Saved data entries
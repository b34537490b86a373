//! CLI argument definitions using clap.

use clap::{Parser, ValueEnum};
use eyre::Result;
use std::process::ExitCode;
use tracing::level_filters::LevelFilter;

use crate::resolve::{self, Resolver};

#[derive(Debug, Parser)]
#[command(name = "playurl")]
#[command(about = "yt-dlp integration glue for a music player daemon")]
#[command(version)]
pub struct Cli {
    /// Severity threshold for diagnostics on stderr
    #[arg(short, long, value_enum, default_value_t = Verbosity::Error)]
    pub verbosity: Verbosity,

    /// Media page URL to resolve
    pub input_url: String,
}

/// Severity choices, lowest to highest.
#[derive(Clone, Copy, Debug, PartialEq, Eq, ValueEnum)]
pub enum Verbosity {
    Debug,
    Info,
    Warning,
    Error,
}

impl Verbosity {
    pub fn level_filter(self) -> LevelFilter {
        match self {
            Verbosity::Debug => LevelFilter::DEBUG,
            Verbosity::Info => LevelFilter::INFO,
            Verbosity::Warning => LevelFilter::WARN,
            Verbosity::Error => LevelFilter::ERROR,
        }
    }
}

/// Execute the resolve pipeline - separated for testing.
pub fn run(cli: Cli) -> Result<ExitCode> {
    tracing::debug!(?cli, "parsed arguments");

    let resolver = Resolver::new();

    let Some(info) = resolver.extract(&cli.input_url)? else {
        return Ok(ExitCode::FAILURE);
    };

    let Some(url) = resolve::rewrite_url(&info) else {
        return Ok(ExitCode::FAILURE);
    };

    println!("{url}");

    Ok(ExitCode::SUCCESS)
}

...

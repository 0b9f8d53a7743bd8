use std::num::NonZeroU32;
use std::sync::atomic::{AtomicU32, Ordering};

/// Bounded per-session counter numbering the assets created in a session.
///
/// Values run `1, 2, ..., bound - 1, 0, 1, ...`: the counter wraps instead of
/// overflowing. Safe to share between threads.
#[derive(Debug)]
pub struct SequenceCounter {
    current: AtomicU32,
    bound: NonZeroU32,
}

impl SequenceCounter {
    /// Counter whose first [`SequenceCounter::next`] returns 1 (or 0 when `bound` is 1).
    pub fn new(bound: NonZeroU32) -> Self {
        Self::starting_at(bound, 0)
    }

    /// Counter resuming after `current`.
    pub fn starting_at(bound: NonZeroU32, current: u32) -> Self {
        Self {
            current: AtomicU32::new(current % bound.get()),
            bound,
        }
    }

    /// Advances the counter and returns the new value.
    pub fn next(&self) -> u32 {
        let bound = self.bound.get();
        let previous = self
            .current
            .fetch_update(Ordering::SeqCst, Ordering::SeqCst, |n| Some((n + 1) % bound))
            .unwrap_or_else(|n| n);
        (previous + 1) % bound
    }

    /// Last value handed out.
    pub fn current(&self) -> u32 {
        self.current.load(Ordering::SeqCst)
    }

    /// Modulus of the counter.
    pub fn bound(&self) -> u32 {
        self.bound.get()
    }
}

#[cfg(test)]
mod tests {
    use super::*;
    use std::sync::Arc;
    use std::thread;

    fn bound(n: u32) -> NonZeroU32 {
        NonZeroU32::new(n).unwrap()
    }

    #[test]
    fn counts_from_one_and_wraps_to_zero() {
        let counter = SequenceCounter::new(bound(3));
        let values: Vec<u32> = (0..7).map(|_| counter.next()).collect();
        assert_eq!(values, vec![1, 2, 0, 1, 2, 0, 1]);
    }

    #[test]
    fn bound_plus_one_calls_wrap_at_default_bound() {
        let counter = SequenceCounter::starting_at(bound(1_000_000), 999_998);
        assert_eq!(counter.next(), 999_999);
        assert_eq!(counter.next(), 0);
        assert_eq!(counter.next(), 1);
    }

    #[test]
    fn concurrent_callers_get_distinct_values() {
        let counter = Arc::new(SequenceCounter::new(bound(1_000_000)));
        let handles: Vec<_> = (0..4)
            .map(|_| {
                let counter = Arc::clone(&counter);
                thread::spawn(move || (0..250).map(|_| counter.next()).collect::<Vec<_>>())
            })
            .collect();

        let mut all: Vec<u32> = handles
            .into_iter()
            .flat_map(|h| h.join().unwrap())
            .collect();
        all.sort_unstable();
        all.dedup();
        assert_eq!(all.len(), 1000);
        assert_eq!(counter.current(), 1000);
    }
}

==

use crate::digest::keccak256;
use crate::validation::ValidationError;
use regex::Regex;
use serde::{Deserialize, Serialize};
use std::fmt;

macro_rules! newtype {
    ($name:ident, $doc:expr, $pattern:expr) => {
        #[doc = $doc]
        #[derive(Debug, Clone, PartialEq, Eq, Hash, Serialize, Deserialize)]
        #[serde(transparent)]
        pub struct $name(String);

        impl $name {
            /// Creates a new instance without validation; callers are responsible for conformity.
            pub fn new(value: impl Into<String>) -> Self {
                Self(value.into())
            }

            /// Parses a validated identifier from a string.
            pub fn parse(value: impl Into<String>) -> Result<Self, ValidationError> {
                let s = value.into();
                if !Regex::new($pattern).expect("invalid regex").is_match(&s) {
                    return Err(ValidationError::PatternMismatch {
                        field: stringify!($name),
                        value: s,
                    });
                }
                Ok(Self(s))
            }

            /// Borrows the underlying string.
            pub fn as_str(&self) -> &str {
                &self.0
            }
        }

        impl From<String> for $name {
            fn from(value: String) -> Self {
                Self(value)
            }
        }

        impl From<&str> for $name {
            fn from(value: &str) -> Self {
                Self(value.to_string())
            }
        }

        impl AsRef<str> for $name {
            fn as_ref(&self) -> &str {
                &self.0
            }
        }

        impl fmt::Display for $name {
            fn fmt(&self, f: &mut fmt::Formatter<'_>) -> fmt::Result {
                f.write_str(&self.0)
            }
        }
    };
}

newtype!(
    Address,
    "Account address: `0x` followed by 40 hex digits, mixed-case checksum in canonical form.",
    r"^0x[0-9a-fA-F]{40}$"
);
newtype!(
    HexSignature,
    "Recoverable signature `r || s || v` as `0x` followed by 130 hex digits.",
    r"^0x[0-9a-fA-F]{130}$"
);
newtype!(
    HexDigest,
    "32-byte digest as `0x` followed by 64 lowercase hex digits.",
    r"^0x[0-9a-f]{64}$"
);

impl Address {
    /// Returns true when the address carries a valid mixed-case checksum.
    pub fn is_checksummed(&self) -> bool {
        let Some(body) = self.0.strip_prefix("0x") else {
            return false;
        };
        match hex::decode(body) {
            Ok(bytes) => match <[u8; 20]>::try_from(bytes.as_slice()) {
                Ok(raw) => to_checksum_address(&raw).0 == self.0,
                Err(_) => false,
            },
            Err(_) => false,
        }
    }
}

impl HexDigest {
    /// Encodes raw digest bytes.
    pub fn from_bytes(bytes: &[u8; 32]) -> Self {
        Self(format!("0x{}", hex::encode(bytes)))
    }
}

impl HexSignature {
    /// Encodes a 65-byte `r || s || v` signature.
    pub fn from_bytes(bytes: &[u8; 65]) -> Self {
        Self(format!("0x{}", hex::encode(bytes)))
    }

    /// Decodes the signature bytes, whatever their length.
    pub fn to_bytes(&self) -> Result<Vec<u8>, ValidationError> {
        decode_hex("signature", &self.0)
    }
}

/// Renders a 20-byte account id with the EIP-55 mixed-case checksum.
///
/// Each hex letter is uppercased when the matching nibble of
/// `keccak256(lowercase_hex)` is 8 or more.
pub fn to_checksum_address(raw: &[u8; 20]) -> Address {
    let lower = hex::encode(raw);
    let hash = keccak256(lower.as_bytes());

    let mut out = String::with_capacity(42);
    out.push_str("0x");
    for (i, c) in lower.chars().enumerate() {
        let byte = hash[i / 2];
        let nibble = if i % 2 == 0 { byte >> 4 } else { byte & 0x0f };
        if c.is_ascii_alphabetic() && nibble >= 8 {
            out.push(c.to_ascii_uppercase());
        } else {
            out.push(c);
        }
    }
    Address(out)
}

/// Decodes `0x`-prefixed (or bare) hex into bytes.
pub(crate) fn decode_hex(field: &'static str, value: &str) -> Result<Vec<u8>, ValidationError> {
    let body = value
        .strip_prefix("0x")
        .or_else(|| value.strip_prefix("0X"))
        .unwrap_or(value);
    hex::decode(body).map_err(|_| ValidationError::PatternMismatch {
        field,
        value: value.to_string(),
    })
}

= EXERCISE REQUIREMENTS =
How many lines in the records above contain the string "struct"? State the number and nothing more.

= EXERCISE ANSWER =
3